Lakeland Volunteers In Medicine is a volunteer-run, free medical clinic for the working uninsured of Lakeland.

Lakeland Volunteers In Medicine began as a dream of various community
leaders and organizations in 1999. Led primarily by Watson Clinic physicians and the Watson Clinic Foundation, Lakeland came together to find ways to meet the healthcare challenges that resulted in the dream's becoming a reality in the old John Cox Grammar School on Lakeland Hills Boulevard. LVIM is now an independent non profit organization with its own Board of Directors.

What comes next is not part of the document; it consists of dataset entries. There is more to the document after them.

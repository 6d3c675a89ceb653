//! Crawl orchestration: the recursive, depth- and concurrency-bounded
//! traversal that ties fetching, extraction, and admission together.

use crate::crawler::fetcher::fetch_or_cache;
use crate::crawler::parser::extract_links;
use crate::crawler::visited::VisitedSet;
use crate::CrawlError;
use reqwest::Client;
use std::future::Future;
use std::path::PathBuf;
use std::pin::Pin;
use std::sync::Arc;
use tokio::sync::Semaphore;
use tokio::task::JoinSet;
use tokio_util::sync::CancellationToken;
use url::Url;

/// A concurrent web crawler that downloads pages, extracts same-host links,
/// and follows them to a configured depth.
///
/// Pages are cached under the destination directory, so a rerun resumes
/// where the previous run stopped. The visited set lives on the instance
/// and is scoped to a single [`start`](Crawler::start) call; calling
/// `start` twice on one instance (sequentially or concurrently) is
/// unsupported.
pub struct Crawler {
    client: Client,
    destination_dir: PathBuf,
    visited: VisitedSet,
    gate: Semaphore,
    cancel: CancellationToken,
}

impl Crawler {
    /// Creates a crawler, creating the destination directory if absent.
    pub fn new(
        client: Client,
        destination_dir: impl Into<PathBuf>,
        max_concurrent_fetches: usize,
        cancel: CancellationToken,
    ) -> Result<Self, CrawlError> {
        let destination_dir = destination_dir.into();
        std::fs::create_dir_all(&destination_dir)?;

        Ok(Self {
            client,
            destination_dir,
            visited: VisitedSet::new(),
            gate: Semaphore::new(max_concurrent_fetches),
            cancel,
        })
    }

    /// Crawls from `start_url` down to `depth` levels and returns every URL
    /// admitted during the run, whether or not its fetch succeeded.
    ///
    /// Returns partial results when the run is cancelled; pages already
    /// written to the cache stay valid for a resumed run.
    pub async fn start(self: Arc<Self>, start_url: &str, depth: u32) -> Vec<String> {
        Arc::clone(&self).branch(start_url.to_string(), depth).await;

        self.visited.snapshot()
    }

    /// One branch of the traversal: a single target and its descendants.
    ///
    /// A branch stops silently when no depth remains, the target
    /// was already admitted by another branch, or the run is cancelled.
    /// Fetch failures terminate the branch alone; siblings and ancestors
    /// are unaffected.
    fn branch(
        self: Arc<Self>,
        url: String,
        depth: u32,
    ) -> Pin<Box<dyn Future<Output = ()> + Send>> {
        Box::pin(async move {
            if depth == 0 {
                return;
            }

            if !self.visited.try_admit(&url) {
                return;
            }

            if self.cancel.is_cancelled() {
                return;
            }

            let links = match self.fetch(&url).await {
                Ok(links) => links,
                Err(CrawlError::Cancelled) => return,
                Err(err) => {
                    tracing::warn!("failed to fetch {}: {}", url, err);
                    return;
                }
            };

            tracing::info!("{}: found {} link(s)", url, links.len());

            let mut branches = JoinSet::new();

            for link in links {
                branches.spawn(Arc::clone(&self).branch(link, depth - 1));
            }

            // A branch returns only after its whole subtree has, so the
            // root call joins every transitive descendant.
            while branches.join_next().await.is_some() {}
        })
    }

    /// Fetches one page through the cache and extracts its outbound links.
    ///
    /// The concurrency gate is held across the fetch and the extraction,
    /// then released before any child branch runs; holding it across the
    /// transitive join would deadlock chains deeper than the permit count.
    async fn fetch(&self, raw_url: &str) -> Result<Vec<String>, CrawlError> {
        let base = Url::parse(raw_url).map_err(|source| CrawlError::UrlParse {
            url: raw_url.to_string(),
            source,
        })?;

        let _permit = match self.gate.acquire().await {
            Ok(permit) => permit,
            // The gate only closes on shutdown, which reads as cancellation.
            Err(_) => return Err(CrawlError::Cancelled),
        };

        let body =
            fetch_or_cache(&self.client, &self.destination_dir, raw_url, &self.cancel).await?;

        Ok(extract_links(&base, &body))
    }
}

How many working uninsured persons are there in Lakeland? According to the Kaiser Commission, 19% of all Floridians have no form of health insurance, more in Polk County because of the elevated incidence of poverty. In greater Lakeland (the service area of Lakeland Electric), there are 200,000 persons, and we estimate 50,000 of them work but have no health insurance. They cannot afford private insurance, they do not qualify for Medicaid and their healthcare is infrequent and costly to themselves and the community. The working uninsured take time off work when they are sick, they lose work days, they go without
medications, they put off treatment... and when it gets bad, they use the hospital's Emergency Department – care the hospital must write off.

Case Study - Charlotte Harrell

CharlotteCharlotte Harrell and her husband had been diabetics for a long time, but were not aware of it until they became patients at Lakeland Volunteers in Medicine five years ago. They immediately took a diabetic class to learn how to manage their debilitating disease and soon started feeling better. But that was just the beginning of a journey for Mrs. Harrell. A journey of finding healing… physically, mentally and emotionally. Harrell says, “I didn’t have as much courage when I first came here.”

Just a few months after becoming a patient, Harrell began volunteering at LVIM to help other patients like herself.

“I think this is why my health has improved, by being able to participate with LVIM and being able to work. LVIM helped me physically, but LVIM helped me mentally and emotionally more than anything.”